[Records supplied Boundary: Start]

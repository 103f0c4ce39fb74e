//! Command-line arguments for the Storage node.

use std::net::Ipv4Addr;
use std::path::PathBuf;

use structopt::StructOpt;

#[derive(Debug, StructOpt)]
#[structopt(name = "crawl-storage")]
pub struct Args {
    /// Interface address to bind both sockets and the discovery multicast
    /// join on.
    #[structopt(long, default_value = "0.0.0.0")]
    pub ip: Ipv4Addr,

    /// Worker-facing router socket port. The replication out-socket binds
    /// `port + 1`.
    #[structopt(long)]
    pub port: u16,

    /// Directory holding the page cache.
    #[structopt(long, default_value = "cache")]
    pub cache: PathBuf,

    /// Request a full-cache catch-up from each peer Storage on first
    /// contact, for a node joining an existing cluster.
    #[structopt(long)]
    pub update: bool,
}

[Records supplied Boundary: End]
[Records supplied Boundary: Start]

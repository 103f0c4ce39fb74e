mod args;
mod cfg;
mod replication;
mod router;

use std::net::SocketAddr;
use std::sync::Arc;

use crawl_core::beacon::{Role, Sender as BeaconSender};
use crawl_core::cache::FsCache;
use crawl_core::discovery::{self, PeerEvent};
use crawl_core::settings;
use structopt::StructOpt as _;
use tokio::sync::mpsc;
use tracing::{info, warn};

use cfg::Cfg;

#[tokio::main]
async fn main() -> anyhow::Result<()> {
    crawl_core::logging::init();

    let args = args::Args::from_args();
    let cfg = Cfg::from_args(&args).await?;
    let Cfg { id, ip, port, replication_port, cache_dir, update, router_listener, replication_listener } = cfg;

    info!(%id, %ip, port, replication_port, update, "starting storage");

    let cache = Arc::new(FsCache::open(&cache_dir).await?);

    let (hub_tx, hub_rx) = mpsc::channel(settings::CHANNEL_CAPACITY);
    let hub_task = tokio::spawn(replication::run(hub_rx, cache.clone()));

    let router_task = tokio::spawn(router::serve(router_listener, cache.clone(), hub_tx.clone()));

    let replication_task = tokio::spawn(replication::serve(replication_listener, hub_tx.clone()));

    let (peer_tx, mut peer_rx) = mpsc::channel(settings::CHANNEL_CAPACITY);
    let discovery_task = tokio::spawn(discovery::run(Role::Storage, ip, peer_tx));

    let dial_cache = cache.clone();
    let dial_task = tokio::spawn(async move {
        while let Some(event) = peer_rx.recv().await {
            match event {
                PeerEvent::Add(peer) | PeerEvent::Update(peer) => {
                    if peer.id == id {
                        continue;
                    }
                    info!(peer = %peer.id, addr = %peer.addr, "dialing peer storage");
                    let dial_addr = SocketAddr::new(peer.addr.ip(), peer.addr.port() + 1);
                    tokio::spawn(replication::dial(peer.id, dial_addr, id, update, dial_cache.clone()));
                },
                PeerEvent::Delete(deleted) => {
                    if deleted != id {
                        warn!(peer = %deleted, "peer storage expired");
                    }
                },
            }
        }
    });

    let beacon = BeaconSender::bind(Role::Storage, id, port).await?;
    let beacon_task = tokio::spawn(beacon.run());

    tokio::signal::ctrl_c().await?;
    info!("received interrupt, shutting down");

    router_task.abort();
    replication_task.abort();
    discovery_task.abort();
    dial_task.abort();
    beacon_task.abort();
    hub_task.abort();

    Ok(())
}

[Records supplied Boundary: End]
[Records supplied Boundary: Start]

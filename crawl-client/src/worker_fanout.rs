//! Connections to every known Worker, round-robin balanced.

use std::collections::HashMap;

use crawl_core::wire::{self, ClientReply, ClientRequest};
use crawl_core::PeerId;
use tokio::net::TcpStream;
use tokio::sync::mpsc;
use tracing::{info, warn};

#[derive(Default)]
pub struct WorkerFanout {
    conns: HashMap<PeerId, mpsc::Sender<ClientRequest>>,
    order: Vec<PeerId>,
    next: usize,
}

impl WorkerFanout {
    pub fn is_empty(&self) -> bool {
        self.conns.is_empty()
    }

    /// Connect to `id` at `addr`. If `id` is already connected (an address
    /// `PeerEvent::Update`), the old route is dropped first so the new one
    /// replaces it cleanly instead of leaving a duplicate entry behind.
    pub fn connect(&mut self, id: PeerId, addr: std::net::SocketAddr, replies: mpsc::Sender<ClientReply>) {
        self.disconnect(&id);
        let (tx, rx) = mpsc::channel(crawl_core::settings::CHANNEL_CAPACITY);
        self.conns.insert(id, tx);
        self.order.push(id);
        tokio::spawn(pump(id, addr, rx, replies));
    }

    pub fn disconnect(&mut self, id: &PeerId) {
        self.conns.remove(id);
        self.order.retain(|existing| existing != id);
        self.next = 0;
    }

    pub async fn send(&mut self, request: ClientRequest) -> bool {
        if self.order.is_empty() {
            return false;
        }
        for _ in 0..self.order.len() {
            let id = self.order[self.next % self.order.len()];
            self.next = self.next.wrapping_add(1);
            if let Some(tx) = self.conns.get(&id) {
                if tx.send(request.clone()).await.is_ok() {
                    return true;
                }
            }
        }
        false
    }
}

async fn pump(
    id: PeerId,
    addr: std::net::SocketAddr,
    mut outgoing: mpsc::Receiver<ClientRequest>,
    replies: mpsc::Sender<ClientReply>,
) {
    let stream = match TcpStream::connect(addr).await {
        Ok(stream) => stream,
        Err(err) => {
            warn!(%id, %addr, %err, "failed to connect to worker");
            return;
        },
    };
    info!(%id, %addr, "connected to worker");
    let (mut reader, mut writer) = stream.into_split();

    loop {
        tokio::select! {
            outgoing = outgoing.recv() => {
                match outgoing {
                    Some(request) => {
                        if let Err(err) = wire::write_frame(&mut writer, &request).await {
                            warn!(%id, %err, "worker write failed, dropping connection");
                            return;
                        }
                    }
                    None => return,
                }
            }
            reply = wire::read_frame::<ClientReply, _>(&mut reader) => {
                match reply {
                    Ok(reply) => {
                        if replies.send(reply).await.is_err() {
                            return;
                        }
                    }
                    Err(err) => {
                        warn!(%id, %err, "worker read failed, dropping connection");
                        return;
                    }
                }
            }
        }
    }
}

[Records supplied Boundary: End]

What is being asked:
Please return every line of the records above that contains the word "TcpStream".

Answer space:
use tokio::net::TcpStream;
    let stream = match TcpStream::connect(addr).await {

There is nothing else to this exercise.